_The problem_
Return each line of the records below that contains the word "async".

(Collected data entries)
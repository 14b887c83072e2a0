//! Storage for the single latest global analysis
use crate::error::StoreResult;
use crate::journal_db::schema::{GlobalAnalysis, GLOBAL_ANALYSIS_KEY};
use crate::journal_db::{connection, logged, SharedPool};
use rusqlite::{params, OptionalExtension};
use tracing::info;

pub struct GlobalAnalysisStore {
    pool: SharedPool,
}

impl GlobalAnalysisStore {
    pub(crate) fn new(pool: SharedPool) -> Self {
        Self { pool }
    }

    /// Replace the stored analysis.
    pub async fn save_global_analysis(&self, analysis: &GlobalAnalysis) -> StoreResult<()> {
        logged("save global analysis", self.replace(analysis))
    }

    pub async fn get_latest_global_analysis(&self) -> StoreResult<Option<GlobalAnalysis>> {
        logged("get global analysis", self.latest())
    }

    fn replace(&self, analysis: &GlobalAnalysis) -> StoreResult<()> {
        let conn = connection(&self.pool)?;
        let data = serde_json::to_string(analysis)?;
        conn.execute(
            "INSERT OR REPLACE INTO global_analysis (id, data) VALUES (?1, ?2)",
            params![GLOBAL_ANALYSIS_KEY, data],
        )?;
        info!("Saved global analysis ({} patterns)", analysis.patterns.len());
        Ok(())
    }

    fn latest(&self) -> StoreResult<Option<GlobalAnalysis>> {
        let conn = connection(&self.pool)?;
        let data: Option<String> = conn
            .query_row(
                "SELECT data FROM global_analysis WHERE id = ?1",
                [GLOBAL_ANALYSIS_KEY],
                |row| row.get(0),
            )
            .optional()?;
        Ok(data
            .map(|json| serde_json::from_str::<GlobalAnalysis>(&json))
            .transpose()?)
    }
}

_Exercise solution_
    pub async fn save_global_analysis(&self, analysis: &GlobalAnalysis) -> StoreResult<()> {
    pub async fn get_latest_global_analysis(&self) -> StoreResult<Option<GlobalAnalysis>> {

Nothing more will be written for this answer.